Using $$u(r,\theta)=r^2 \cos{4\theta}~\&~v(r,\theta) = r^2\sin{4\theta}$$
we need to satisfy $$u_{r}= \frac{1}{r}v_{\theta}, ~\&~ v_r = -\frac{1}{r}u_{\theta}$$
Running the calculations we have $$u_r = 2r \cos{4\theta}$$ $$u_{\theta} = -4r^2 \sin{4\theta}$$ $$v_{r} = 2r \sin{4\theta}$$ $$v_{\theta} = 4r^2 \cos{4\theta}$$
substituing into the above values gives $$u_{r}= \frac{1}{r}v_{\theta} \implies 2r \cos{4\theta} = 4r \cos{4\theta} \implies 1 = 2$$ and $$v_{r}= -\frac{1}{r}u_{\theta} \implies 2r \sin{4\theta} = 4r \sin{4\theta} \implies 1 = 2$$
what have i done wrong? if it's nothing...does this mean that the function isn't differentiable at any point $(z \neq 0 )\in \mathbb{C}$?
cheers for reading.
i think it may be a bit of a long day on my behalf, and i think i'm just doing something stupid at this point...but tbh i just can't see it right now
If i minus one side from the other and then compare the two i get $$(r,\theta) = (1/2,\theta)$$ satisfies both equations, otherwise nothing else does as Cos and sin are never zero at the same time.

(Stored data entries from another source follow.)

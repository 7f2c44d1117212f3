//! Axum web server for spectating battles.

use std::net::SocketAddr;

use axum::{
    extract::{ws::WebSocketUpgrade, State},
    http::{header, Method},
    response::IntoResponse,
    routing::get,
    Json, Router,
};
use serde::Serialize;
use tower_http::cors::{Any, CorsLayer};
use tower_http::trace::TraceLayer;

use super::routes::api_routes;
use super::state::WebAppState;
use super::ws::handle_websocket;
use crate::config::ServerConfig;

/// Health check response.
#[derive(Serialize)]
struct HealthResponse {
    status: &'static str,
    version: &'static str,
}

/// Health check endpoint handler.
async fn health() -> Json<HealthResponse> {
    Json(HealthResponse {
        status: "ok",
        version: env!("CARGO_PKG_VERSION"),
    })
}

/// WebSocket upgrade handler.
async fn ws_handler(ws: WebSocketUpgrade, State(state): State<WebAppState>) -> impl IntoResponse {
    ws.on_upgrade(move |socket| async move { handle_websocket(socket, state.gate().clone()).await })
}

/// Build the Axum router with all routes.
pub fn build_router(state: WebAppState, cors_permissive: bool) -> Router {
    let cors = if cors_permissive {
        CorsLayer::new()
            .allow_origin(Any)
            .allow_methods([Method::GET, Method::POST])
            .allow_headers([header::CONTENT_TYPE])
    } else {
        CorsLayer::new()
            .allow_methods([Method::GET, Method::POST])
            .allow_headers([header::CONTENT_TYPE])
    };

    let core_routes = Router::new().route("/health", get(health));

    Router::new()
        .nest("/api", core_routes.merge(api_routes()))
        .route("/ws", get(ws_handler))
        .layer(cors)
        .layer(TraceLayer::new_for_http())
        .with_state(state)
}

/// Run the web server.
///
/// This starts the Axum server and blocks until shutdown.
pub async fn run_server(state: WebAppState, config: &ServerConfig) -> anyhow::Result<()> {
    let addr: SocketAddr = format!("{}:{}", config.host, config.port).parse()?;
    let app = build_router(state, config.cors_permissive);

    tracing::info!(%addr, "Starting web server");

    let listener = tokio::net::TcpListener::bind(addr).await?;
    axum::serve(listener, app).await?;

    Ok(())
}
//! Data persistence layer
//!
//! SQLite storage for completed battles.

mod battle_store;
mod database;
mod migrations;

pub use battle_store::BattleRecordStore;
pub use database::{Database, DatabaseError};
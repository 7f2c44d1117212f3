//! Battle engine boundary
//!
//! The engine owns the rules. The orchestrator only sees three channels per
//! match: one request/command pair for each side and an omniscient stream of
//! raw protocol chunks.

pub mod mock;
pub mod showdown;

use std::sync::Arc;

use async_trait::async_trait;
use thiserror::Error;
use tokio::sync::mpsc;

use crate::battle::{AgentIdentity, Command, SideRequest};

pub use mock::{MockEngine, MockMatch, MockSide};
pub use showdown::ShowdownEngine;

#[derive(Error, Debug)]
pub enum EngineError {
    #[error("Simulator binary not found: {0}")]
    BinaryNotFound(String),
    #[error("Failed to spawn simulator process: {0}")]
    ProcessSpawnFailed(String),
    #[error("IO error: {0}")]
    Io(#[from] std::io::Error),
    #[error("Engine channel closed")]
    ChannelClosed,
    #[error("Protocol error: {0}")]
    Protocol(String),
}

/// Message on a side's request channel
#[derive(Debug, Clone, PartialEq, Eq)]
pub enum EngineMessage {
    Request(SideRequest),
    /// Engine complaint about the last command, e.g. `[Unavailable choice] ...`
    Error(String),
}

impl EngineMessage {
    /// A submitted command was rejected after the fact; a corrected request follows
    pub fn is_unavailable_choice(&self) -> bool {
        matches!(self, EngineMessage::Error(msg) if msg.contains("[Unavailable choice]"))
    }
}

/// One side's request/response channel
pub struct SideChannel {
    pub requests: mpsc::Receiver<EngineMessage>,
    pub commands: mpsc::Sender<Command>,
}

impl SideChannel {
    pub fn new(
        requests: mpsc::Receiver<EngineMessage>,
        commands: mpsc::Sender<Command>,
    ) -> Self {
        Self { requests, commands }
    }
}

/// Out-of-band control over a running match
#[async_trait]
pub trait EngineController: Send + Sync {
    /// Resolve the match immediately as a tie
    async fn force_tie(&self) -> Result<(), EngineError>;

    /// Release engine resources once the session is over
    fn shutdown(&self) {}
}

/// Channels for a freshly started match
pub struct EngineHandle {
    pub p1: SideChannel,
    pub p2: SideChannel,
    /// Every protocol chunk, secrets included
    pub omniscient: mpsc::Receiver<String>,
    pub controller: Arc<dyn EngineController>,
}

/// Trait for engines that can host a match
#[async_trait]
pub trait BattleEngine: Send + Sync {
    /// Engine name for logs
    fn name(&self) -> &'static str;

    /// Check if the engine can be started
    fn is_available(&self) -> bool {
        true
    }

    /// Start a match between two agents
    async fn start_match(
        &self,
        format: &str,
        p1: &AgentIdentity,
        p2: &AgentIdentity,
    ) -> Result<EngineHandle, EngineError>;
}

does this mean that f(z) is holomorphic on the disk of radius 1/2?
Cheers for reading.
Answer
The function is real differentiable, indeed smooth, for $z\ne 0$, being the quotient of two smooth functions. Now, note that for $z\ne 0$ we can rewrite $$f(z) = \frac{z^4}{|z|^2} = \frac{z^4}{z\bar z} = \frac{z^3}{\bar z};$$ thus, $\dfrac{\partial f}{\partial\bar z} \ne 0$, and so $f$ is not holomorphic.

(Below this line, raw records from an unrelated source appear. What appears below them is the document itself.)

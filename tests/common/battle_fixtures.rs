//! Gate, request and protocol fixtures

use std::sync::Arc;
use std::time::Duration;

use colosseum::battle::{
    AgentIdentity, BattleEvent, BattleGate, Broadcaster, GateConfig, MoveOption, RosterMember,
    SideRequest, StartRequest,
};
use colosseum::decision::{DecisionRegistry, DecisionService, MockDecisionService};
use colosseum::engine::MockEngine;
use tokio::sync::broadcast;

pub const ALPHA: &str = "alpha";
pub const BETA: &str = "beta";

/// Registry with one mock service per side, registered as `alpha` and `beta`
pub fn mock_registry(
    alpha: &MockDecisionService,
    beta: &MockDecisionService,
) -> DecisionRegistry {
    let mut registry = DecisionRegistry::new();
    registry.register_service(ALPHA, Arc::new(alpha.clone()) as Arc<dyn DecisionService>);
    registry.register_service(BETA, Arc::new(beta.clone()) as Arc<dyn DecisionService>);
    registry
}

pub fn test_gate_config() -> GateConfig {
    GateConfig {
        stream_grace: Duration::from_millis(200),
        ..GateConfig::default()
    }
}

pub fn gate_with(engine: &MockEngine, registry: DecisionRegistry) -> BattleGate {
    BattleGate::new(
        Arc::new(engine.clone()),
        registry,
        Broadcaster::new(256),
        test_gate_config(),
    )
}

/// `alpha/model-a` vs `beta/model-b`
pub fn alpha_vs_beta() -> StartRequest {
    StartRequest::new(
        AgentIdentity::new(ALPHA, "model-a"),
        AgentIdentity::new(BETA, "model-b"),
    )
}

pub fn random_vs_random() -> StartRequest {
    StartRequest::new(
        AgentIdentity::new("random", "one"),
        AgentIdentity::new("random", "two"),
    )
}

pub fn roster() -> Vec<RosterMember> {
    vec![
        RosterMember::new("Pikachu").active(),
        RosterMember::new("Charizard"),
        RosterMember::new("Snorlax").fainted(),
        RosterMember::new("Gengar"),
    ]
}

/// Four moves, the second one disabled
pub fn active_request_with_disabled_second() -> SideRequest {
    SideRequest::ActiveChoice {
        moves: vec![
            MoveOption::new("Thunderbolt"),
            MoveOption::new("Volt Tackle").disabled(),
            MoveOption::new("Iron Tail"),
            MoveOption::new("Quick Attack"),
        ],
        trapped: false,
        roster: roster(),
    }
}

pub fn active_request() -> SideRequest {
    SideRequest::ActiveChoice {
        moves: vec![MoveOption::new("Thunderbolt"), MoveOption::new("Iron Tail")],
        trapped: false,
        roster: roster(),
    }
}

pub fn team_preview_request() -> SideRequest {
    SideRequest::TeamPreview { roster: roster() }
}

/// Ten chunks covering three turns, with the first switch-ins in chunk 2
pub fn ten_chunks_three_turns() -> Vec<String> {
    [
        "|init|battle\n|player|p1|alpha/model-a\n|player|p2|beta/model-b",
        "|gametype|singles\n|gen|9",
        "|start\n|switch|p1a: Pikachu|Pikachu, L50|100/100\n|switch|p2a: Eevee|Eevee, L50|100/100",
        "|turn|1",
        "|move|p1a: Pikachu|Thunderbolt|p2a: Eevee\n|-damage|p2a: Eevee|40/100",
        "|turn|2",
        "|switch|p2a: Gengar|Gengar, L50|100/100",
        "|move|p1a: Pikachu|Iron Tail|p2a: Gengar",
        "|turn|3",
        "|switch|p1a: Charizard|Charizard, L50|100/100",
    ]
    .into_iter()
    .map(String::from)
    .collect()
}

/// Receive events until one matches, failing after `timeout`
pub async fn wait_for_event<F>(
    rx: &mut broadcast::Receiver<BattleEvent>,
    timeout: Duration,
    mut matches: F,
) -> BattleEvent
where
    F: FnMut(&BattleEvent) -> bool,
{
    tokio::time::timeout(timeout, async {
        loop {
            match rx.recv().await {
                Ok(event) if matches(&event) => return event,
                Ok(_) => continue,
                Err(broadcast::error::RecvError::Lagged(_)) => continue,
                Err(broadcast::error::RecvError::Closed) => panic!("event channel closed"),
            }
        }
    })
    .await
    .expect("timed out waiting for event")
}

pub fn is_session_ended(event: &BattleEvent) -> bool {
    matches!(event, BattleEvent::SessionEnded { .. })
}
//! Observer WebSocket.

mod handler;
mod messages;

pub use handler::handle_websocket;
pub use messages::{ClientMessage, ServerMessage};
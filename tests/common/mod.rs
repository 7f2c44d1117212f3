//! Shared test utilities for Colosseum
//!
//! This module provides common helpers for integration tests:
//! - Gate construction over the mock engine
//! - Request and protocol fixtures
//! - A recording outcome sink and event helpers

pub mod battle_fixtures;
pub mod sinks;

pub use battle_fixtures::*;
pub use sinks::RecordingSink;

Now, what about at $z=0$? Write down the difference quotient $$f'(0) = \lim_{h\to 0}\frac{f(h)-f(0)}h = \lim_{h\to 0}\frac{\frac{h^3}{\bar h}}h = \lim_{h\to 0} \frac{h^2}{\bar h}.$$ Note that $$\left|\frac{h^2}{\bar h}\right| = \left| h\cdot \frac{h}{\bar h}\right| = |h|\left|\frac h{\bar h}\right| = |h| \to 0,$$ and so $f'(0)=0$ and $f$ is complex differentiable at $0$.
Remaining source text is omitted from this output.